Entries shown -
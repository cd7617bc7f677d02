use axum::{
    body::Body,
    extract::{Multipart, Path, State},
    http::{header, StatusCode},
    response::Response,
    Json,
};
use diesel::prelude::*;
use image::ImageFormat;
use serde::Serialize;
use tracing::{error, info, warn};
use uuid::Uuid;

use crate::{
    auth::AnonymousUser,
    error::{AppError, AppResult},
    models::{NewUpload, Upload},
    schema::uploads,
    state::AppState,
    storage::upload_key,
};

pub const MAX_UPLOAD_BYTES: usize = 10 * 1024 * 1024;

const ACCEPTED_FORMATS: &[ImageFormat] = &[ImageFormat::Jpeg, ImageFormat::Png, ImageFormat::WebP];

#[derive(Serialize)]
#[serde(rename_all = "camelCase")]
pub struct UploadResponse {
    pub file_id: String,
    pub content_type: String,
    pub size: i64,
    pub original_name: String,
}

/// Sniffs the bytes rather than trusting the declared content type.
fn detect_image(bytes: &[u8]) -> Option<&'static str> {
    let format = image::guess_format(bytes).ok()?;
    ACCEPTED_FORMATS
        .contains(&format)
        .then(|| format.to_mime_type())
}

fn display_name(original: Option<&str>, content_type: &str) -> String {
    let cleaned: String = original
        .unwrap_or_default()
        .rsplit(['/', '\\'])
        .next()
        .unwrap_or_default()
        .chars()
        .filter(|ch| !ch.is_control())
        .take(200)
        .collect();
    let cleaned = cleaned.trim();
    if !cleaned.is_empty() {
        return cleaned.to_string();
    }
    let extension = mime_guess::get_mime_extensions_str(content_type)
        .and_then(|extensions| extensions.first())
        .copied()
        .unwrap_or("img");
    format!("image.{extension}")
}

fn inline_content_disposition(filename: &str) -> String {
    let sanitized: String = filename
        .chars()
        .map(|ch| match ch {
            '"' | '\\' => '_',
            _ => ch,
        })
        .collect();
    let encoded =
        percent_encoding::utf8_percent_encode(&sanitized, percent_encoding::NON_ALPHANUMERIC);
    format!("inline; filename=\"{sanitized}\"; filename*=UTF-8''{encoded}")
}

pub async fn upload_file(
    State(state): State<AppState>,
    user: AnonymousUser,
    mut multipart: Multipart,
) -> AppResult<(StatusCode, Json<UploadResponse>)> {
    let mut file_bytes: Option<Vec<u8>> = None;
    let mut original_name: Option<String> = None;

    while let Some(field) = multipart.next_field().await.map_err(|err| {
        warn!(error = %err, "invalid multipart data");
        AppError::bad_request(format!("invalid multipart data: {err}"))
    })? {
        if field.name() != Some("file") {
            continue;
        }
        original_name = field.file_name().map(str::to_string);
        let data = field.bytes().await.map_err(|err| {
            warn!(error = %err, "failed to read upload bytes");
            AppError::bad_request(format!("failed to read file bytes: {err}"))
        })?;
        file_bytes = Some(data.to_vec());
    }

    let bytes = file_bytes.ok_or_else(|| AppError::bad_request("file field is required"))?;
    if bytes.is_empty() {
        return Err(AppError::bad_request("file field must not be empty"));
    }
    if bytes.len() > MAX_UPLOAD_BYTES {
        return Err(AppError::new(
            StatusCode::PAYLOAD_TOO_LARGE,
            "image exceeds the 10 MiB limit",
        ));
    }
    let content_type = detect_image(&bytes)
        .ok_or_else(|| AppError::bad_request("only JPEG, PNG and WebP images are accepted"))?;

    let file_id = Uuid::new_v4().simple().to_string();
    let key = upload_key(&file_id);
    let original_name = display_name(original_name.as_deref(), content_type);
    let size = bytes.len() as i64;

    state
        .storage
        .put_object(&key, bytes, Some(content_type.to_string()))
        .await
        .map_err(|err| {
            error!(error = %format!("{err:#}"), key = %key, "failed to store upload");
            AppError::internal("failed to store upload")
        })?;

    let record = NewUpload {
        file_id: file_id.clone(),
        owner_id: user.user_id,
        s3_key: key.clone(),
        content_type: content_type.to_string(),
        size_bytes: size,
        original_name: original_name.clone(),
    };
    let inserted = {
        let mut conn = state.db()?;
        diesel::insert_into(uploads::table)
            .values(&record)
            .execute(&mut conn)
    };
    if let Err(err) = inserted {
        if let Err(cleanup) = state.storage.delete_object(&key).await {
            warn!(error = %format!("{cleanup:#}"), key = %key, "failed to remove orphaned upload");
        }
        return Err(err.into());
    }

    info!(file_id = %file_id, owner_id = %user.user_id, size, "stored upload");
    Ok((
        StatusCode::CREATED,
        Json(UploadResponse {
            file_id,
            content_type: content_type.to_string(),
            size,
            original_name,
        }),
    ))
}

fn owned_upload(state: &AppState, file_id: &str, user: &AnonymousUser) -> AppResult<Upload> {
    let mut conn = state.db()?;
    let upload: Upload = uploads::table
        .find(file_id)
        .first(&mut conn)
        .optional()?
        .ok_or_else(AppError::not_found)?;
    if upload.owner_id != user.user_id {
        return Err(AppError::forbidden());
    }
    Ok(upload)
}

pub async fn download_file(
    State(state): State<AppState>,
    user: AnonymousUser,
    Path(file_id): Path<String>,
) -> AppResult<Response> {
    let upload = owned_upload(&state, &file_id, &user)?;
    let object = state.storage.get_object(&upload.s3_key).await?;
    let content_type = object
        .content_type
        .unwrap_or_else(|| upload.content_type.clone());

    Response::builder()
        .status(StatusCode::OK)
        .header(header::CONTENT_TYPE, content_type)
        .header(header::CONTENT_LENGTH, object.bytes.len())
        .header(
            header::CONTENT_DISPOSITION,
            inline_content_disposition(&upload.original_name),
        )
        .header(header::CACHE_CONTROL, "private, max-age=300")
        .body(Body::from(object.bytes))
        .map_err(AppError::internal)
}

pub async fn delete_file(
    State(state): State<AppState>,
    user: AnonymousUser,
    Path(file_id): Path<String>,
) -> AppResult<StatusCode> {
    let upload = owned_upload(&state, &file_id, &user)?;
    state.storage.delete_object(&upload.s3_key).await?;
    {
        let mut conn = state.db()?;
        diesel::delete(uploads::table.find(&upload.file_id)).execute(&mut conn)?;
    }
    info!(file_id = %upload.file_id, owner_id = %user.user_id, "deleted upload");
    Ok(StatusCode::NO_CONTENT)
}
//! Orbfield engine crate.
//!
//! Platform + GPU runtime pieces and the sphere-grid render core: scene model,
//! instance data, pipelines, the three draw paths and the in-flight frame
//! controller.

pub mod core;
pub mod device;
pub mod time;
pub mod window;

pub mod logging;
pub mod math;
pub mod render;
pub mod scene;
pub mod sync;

==

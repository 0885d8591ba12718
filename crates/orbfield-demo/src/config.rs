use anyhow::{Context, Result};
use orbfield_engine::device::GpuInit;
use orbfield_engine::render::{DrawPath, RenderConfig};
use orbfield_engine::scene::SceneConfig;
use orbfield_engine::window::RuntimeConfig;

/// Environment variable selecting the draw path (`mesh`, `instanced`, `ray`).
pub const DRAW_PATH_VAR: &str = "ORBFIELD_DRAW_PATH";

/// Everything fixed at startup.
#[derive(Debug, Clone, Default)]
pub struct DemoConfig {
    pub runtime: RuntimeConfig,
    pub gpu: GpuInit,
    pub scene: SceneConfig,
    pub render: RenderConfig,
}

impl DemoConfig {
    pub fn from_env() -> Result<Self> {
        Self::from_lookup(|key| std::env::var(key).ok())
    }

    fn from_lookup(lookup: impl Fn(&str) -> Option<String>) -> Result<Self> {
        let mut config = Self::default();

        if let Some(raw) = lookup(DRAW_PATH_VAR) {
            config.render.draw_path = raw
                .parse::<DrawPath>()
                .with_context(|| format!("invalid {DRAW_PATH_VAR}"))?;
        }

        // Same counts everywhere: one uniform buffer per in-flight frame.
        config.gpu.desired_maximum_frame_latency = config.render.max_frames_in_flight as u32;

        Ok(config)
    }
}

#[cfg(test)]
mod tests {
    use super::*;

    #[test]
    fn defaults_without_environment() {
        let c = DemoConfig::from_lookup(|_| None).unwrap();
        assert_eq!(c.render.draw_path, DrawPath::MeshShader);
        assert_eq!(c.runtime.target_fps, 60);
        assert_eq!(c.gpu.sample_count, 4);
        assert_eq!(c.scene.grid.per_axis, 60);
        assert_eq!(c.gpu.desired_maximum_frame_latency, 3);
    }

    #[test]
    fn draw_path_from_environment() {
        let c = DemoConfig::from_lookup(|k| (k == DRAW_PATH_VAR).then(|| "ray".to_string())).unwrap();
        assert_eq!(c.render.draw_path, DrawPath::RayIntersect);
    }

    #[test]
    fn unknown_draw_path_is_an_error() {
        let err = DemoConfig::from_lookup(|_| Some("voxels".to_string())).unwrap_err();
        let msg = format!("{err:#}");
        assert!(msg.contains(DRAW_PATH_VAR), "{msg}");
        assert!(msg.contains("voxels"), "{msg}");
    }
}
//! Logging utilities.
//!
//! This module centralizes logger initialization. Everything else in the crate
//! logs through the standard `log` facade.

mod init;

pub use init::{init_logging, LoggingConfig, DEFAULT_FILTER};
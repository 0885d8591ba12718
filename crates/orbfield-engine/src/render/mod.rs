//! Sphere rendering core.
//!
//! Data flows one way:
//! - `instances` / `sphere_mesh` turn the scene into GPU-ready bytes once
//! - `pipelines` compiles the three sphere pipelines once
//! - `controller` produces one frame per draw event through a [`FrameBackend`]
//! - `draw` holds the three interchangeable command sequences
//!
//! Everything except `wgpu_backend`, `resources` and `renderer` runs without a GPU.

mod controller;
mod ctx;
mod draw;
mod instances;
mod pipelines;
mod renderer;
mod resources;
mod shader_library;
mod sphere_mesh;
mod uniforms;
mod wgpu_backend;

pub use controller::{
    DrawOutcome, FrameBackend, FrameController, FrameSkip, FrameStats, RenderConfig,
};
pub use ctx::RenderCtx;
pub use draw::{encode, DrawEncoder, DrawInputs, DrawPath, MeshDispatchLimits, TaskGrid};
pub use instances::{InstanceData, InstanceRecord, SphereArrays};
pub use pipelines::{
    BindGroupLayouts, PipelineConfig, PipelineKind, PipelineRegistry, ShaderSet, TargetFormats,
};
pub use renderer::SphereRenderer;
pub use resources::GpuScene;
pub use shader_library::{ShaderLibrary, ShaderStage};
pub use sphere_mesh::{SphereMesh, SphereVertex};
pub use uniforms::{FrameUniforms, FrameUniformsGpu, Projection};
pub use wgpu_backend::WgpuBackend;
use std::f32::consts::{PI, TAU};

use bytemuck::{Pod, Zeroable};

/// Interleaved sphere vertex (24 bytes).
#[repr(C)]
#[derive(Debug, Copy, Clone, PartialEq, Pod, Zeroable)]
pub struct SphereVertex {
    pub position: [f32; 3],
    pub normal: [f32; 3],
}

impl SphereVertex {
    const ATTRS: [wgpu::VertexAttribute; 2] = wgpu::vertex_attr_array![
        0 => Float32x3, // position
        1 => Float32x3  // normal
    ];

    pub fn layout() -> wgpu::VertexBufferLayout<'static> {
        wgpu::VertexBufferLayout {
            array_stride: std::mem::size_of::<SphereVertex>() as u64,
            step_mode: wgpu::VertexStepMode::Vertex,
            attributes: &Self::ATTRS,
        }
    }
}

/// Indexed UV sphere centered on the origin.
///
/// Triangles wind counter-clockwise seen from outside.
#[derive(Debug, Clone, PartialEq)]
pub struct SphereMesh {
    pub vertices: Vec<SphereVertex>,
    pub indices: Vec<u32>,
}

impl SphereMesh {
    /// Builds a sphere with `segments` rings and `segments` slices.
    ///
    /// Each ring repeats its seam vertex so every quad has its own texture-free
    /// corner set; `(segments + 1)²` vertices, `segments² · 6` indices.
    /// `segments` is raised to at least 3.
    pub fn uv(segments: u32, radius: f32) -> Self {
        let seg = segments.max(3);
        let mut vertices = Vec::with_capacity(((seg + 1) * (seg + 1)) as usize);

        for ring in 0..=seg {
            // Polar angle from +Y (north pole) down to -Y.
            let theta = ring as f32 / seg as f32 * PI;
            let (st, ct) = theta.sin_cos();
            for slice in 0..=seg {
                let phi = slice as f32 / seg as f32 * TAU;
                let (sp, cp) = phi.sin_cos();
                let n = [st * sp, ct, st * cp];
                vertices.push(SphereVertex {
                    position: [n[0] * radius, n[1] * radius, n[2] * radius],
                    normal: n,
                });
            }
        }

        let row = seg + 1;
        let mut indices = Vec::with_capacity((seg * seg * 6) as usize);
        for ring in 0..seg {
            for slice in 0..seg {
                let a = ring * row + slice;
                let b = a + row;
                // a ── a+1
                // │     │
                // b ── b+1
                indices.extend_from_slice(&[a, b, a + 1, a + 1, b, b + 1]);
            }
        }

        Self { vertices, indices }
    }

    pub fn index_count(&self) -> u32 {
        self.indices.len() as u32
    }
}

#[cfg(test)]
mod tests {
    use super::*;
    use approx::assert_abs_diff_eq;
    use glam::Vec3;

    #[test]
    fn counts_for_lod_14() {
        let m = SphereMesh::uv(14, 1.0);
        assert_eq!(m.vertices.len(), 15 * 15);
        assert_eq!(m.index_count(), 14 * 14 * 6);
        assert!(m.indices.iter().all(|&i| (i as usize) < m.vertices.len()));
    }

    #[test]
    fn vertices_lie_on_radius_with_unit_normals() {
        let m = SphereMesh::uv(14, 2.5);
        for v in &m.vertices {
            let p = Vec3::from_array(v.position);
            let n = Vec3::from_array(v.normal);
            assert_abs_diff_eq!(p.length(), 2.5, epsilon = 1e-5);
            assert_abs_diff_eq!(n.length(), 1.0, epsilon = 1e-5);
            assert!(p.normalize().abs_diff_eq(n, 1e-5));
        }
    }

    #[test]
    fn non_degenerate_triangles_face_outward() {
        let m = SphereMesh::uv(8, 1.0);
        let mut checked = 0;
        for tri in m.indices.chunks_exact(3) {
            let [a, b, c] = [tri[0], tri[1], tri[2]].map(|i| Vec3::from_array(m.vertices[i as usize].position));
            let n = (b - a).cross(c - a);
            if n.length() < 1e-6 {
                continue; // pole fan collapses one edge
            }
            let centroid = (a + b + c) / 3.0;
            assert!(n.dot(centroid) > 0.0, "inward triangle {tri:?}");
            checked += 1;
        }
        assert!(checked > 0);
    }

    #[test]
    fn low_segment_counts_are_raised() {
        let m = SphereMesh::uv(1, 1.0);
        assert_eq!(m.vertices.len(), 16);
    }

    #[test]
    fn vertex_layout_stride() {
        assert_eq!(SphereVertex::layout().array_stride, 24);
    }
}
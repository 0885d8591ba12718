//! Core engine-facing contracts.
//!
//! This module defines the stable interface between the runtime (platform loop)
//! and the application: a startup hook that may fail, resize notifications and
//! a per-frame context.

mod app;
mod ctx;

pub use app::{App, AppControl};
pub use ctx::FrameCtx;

Task requirements -
Copy out every line from the data above that has "renderer" in it.

Response for this exercise -
//! Everything except `wgpu_backend`, `resources` and `renderer` runs without a GPU.
mod renderer;
pub use renderer::SphereRenderer;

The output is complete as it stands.